From the listing below, retype exactly the line holding "local, bytes, remote);", the line holding "setup_logging();", and the lines between them; skip everything else.

START INPUT DATA

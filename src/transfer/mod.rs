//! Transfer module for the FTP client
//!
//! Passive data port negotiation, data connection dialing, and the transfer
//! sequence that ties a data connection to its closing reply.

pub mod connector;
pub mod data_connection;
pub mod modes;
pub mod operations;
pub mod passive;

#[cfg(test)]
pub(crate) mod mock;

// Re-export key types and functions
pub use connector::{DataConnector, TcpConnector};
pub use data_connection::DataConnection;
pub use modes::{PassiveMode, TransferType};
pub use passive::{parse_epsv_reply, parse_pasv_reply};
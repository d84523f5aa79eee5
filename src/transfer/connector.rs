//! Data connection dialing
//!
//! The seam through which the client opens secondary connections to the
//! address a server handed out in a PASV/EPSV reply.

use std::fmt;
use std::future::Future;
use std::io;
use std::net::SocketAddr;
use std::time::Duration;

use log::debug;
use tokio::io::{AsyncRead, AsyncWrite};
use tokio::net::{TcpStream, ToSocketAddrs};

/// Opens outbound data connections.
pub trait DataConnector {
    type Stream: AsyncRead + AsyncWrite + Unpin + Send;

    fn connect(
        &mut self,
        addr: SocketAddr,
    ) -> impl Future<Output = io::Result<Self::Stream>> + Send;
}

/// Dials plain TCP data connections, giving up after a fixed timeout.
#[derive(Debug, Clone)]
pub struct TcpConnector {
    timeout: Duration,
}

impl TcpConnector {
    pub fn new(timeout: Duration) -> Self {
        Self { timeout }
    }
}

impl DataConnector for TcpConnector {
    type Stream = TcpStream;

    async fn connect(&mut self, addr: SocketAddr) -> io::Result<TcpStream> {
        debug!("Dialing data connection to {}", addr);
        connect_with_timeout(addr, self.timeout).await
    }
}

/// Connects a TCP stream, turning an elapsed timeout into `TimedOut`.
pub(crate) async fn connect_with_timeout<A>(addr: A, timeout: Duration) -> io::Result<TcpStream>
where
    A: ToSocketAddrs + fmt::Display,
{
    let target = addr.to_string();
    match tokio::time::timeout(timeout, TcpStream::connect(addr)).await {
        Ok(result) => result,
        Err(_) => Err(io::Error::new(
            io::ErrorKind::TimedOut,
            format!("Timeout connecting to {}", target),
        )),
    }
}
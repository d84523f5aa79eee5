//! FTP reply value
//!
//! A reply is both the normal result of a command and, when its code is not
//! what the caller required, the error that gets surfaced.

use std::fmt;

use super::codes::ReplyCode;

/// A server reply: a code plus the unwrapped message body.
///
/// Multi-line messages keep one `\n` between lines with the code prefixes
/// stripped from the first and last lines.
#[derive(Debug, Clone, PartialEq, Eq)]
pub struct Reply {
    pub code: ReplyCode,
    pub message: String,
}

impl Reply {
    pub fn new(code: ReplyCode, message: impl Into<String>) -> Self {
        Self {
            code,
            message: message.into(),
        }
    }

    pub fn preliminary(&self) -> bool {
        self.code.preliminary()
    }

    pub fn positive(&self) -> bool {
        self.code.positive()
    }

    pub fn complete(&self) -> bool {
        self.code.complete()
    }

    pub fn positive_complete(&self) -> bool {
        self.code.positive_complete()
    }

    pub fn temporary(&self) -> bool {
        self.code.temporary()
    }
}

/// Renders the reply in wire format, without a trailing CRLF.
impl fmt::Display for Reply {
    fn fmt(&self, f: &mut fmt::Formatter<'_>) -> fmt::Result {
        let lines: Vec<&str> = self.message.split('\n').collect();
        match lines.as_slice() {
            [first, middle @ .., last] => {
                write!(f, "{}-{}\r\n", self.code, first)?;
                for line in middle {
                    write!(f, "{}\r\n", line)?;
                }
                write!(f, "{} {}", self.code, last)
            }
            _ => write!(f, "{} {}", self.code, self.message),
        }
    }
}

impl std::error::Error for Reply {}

END INPUT DATA
START INPUT DATA

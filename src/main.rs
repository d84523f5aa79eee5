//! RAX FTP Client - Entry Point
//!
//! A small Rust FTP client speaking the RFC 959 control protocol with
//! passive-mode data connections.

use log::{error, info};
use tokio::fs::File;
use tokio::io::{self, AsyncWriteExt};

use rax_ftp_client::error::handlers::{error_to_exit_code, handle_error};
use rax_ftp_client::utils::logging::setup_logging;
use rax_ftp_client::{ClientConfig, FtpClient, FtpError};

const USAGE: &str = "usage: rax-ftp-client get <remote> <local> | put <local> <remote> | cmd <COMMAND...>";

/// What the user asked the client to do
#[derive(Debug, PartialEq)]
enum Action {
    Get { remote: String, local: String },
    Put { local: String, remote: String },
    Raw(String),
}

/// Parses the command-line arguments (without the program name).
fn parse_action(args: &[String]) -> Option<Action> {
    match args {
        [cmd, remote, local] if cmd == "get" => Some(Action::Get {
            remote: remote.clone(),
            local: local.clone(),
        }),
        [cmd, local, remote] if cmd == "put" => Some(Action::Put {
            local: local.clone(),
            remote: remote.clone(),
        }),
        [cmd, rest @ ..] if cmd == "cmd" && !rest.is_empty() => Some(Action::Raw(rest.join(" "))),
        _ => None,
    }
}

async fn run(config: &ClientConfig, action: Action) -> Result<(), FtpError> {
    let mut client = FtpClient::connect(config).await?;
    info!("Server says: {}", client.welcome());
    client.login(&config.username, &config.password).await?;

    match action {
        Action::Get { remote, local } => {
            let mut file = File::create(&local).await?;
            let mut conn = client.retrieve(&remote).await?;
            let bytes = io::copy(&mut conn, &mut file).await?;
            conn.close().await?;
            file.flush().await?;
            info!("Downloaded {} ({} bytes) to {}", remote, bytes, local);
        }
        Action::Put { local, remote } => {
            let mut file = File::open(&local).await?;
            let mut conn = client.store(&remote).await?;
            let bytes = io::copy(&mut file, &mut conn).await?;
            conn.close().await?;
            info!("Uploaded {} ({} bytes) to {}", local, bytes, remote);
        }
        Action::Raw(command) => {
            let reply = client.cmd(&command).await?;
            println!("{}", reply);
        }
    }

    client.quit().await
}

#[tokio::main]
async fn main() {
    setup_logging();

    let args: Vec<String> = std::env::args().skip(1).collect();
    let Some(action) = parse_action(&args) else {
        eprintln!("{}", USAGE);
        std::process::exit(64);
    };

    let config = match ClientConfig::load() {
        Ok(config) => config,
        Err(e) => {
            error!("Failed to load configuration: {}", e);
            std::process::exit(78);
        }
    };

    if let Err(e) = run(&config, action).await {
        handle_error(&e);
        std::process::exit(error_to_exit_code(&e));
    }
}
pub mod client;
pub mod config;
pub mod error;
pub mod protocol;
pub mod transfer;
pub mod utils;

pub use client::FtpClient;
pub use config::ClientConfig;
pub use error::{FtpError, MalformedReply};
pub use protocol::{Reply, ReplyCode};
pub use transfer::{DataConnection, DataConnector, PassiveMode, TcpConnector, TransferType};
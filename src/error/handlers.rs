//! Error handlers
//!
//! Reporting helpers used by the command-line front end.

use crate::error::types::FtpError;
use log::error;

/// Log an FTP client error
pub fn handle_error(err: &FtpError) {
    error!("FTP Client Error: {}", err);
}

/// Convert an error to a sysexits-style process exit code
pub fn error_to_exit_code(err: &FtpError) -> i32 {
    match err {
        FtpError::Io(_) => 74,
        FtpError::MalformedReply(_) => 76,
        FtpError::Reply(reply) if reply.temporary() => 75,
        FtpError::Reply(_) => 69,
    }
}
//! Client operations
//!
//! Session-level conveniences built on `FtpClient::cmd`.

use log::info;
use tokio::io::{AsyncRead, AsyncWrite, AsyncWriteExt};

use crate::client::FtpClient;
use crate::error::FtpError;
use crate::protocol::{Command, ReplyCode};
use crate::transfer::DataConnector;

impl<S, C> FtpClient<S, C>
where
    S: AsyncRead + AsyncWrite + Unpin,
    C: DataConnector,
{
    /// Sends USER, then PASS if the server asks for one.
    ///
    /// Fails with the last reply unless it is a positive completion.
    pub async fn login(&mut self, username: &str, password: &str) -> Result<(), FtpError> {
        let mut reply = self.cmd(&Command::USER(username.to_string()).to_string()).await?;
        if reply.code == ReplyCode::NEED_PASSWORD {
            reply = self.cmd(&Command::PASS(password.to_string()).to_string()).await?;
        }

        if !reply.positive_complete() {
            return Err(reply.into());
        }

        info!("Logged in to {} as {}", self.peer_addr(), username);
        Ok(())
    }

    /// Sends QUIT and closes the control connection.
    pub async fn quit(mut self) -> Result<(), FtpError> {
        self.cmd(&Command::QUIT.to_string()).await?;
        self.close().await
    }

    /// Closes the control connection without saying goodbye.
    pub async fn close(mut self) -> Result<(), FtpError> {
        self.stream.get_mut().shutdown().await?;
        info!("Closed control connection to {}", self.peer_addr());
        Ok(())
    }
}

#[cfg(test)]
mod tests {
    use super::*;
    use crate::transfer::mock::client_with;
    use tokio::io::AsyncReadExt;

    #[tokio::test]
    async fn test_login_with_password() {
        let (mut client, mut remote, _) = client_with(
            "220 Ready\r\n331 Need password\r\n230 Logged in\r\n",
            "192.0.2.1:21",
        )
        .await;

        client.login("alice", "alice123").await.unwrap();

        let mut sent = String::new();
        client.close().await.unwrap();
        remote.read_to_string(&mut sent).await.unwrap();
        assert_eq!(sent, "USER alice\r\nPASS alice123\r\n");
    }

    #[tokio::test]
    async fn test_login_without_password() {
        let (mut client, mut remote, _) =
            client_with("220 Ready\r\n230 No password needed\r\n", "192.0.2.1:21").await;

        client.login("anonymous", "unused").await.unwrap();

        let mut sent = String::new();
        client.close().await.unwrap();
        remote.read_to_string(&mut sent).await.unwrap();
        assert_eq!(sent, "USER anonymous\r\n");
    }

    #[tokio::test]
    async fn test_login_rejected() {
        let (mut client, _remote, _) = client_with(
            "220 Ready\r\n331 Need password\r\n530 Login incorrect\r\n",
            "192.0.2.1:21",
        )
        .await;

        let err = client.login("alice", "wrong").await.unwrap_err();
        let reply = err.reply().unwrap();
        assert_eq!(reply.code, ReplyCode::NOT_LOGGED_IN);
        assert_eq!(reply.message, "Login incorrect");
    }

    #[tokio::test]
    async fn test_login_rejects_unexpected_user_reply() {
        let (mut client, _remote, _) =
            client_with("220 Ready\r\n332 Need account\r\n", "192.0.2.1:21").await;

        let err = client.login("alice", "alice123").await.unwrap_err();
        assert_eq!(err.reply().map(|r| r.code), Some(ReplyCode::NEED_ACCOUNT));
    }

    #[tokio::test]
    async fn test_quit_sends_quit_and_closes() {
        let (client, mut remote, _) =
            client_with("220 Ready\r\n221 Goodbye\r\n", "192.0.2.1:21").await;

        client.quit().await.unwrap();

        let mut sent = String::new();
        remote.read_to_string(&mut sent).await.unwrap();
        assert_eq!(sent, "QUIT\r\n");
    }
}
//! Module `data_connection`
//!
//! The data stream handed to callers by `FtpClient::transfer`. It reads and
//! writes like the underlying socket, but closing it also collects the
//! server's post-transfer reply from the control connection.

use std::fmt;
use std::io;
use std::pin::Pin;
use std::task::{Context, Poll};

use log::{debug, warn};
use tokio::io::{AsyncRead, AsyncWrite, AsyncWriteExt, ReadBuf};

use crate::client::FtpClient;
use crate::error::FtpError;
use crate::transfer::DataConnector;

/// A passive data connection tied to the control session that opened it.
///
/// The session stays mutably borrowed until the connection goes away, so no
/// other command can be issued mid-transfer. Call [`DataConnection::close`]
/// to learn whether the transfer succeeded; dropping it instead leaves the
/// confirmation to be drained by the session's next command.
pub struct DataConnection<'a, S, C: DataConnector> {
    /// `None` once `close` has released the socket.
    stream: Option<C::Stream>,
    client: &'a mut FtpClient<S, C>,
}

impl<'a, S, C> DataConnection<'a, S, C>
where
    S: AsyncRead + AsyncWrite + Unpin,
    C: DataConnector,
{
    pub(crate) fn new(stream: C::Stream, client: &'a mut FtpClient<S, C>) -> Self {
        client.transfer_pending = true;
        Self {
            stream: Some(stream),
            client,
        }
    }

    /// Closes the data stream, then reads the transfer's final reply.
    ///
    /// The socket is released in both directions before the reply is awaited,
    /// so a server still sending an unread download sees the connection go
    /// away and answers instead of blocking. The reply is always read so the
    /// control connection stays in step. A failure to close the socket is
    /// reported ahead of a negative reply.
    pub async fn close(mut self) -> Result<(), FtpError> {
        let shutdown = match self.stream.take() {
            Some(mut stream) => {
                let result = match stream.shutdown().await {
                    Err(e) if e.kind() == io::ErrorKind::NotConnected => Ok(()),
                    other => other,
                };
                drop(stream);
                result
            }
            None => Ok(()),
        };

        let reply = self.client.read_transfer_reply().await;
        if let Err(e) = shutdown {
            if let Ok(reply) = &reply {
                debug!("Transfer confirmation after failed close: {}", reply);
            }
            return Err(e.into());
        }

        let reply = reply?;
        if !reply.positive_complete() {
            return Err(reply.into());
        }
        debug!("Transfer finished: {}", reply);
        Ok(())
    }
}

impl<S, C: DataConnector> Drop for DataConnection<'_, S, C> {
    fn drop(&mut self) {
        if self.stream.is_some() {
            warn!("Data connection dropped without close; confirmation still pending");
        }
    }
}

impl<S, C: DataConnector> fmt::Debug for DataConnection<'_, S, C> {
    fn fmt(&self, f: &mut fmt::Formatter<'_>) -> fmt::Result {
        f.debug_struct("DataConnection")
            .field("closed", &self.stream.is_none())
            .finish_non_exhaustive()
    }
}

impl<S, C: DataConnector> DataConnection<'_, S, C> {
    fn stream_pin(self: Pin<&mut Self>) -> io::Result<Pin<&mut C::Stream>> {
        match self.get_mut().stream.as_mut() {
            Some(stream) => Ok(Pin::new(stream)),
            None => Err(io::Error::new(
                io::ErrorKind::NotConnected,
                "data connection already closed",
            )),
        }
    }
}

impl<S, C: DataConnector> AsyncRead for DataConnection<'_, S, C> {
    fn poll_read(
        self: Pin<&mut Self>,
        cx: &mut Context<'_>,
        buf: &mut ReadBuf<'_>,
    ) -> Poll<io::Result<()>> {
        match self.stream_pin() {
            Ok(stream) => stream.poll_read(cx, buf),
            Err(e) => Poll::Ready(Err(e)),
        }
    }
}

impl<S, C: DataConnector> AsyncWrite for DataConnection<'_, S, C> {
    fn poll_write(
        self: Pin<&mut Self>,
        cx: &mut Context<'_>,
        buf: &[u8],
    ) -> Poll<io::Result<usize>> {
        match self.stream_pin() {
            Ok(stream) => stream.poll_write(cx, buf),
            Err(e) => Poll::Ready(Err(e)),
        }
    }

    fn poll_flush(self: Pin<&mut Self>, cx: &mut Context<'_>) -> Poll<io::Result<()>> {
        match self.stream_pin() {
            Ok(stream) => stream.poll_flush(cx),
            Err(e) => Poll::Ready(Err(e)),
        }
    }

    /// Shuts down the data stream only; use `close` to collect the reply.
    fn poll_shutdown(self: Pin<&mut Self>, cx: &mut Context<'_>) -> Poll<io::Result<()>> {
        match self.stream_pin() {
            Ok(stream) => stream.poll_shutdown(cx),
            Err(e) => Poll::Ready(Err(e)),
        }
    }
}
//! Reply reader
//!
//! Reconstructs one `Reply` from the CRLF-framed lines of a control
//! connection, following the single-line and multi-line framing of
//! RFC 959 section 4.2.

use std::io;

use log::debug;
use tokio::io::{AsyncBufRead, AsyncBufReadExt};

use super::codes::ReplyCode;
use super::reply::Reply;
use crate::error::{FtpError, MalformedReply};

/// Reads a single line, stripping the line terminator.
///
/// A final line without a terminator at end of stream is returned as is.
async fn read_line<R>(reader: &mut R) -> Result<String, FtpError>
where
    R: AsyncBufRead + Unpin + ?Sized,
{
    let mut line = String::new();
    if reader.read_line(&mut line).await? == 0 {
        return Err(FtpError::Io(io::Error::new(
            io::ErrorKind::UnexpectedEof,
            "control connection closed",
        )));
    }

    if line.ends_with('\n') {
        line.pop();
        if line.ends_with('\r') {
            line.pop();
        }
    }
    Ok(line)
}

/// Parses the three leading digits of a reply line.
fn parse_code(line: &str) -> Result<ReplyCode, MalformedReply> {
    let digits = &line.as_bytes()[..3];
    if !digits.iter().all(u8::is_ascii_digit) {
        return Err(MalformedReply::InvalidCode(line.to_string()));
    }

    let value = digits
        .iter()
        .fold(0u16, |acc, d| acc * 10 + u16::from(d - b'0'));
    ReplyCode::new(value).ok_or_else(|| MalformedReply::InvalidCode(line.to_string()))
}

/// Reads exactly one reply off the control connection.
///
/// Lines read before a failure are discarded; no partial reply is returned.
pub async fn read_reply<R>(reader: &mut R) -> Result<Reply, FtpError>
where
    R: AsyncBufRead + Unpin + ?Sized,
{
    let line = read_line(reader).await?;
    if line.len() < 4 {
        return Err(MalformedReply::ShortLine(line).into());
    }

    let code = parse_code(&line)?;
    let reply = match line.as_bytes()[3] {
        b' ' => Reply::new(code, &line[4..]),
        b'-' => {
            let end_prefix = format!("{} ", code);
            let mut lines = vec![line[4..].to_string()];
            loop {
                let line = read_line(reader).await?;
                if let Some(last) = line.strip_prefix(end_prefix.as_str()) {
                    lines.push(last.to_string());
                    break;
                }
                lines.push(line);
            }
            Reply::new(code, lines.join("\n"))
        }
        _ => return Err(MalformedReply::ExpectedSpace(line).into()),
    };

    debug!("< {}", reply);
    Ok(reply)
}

END INPUT DATA

[ANSWER SPACE]
            info!("Uploaded {} ({} bytes) to {}", local, bytes, remote);
        }
        Action::Raw(command) => {
            let reply = client.cmd(&command).await?;
            println!("{}", reply);
        }
    }

    client.quit().await
}

#[tokio::main]
async fn main() {
    setup_logging();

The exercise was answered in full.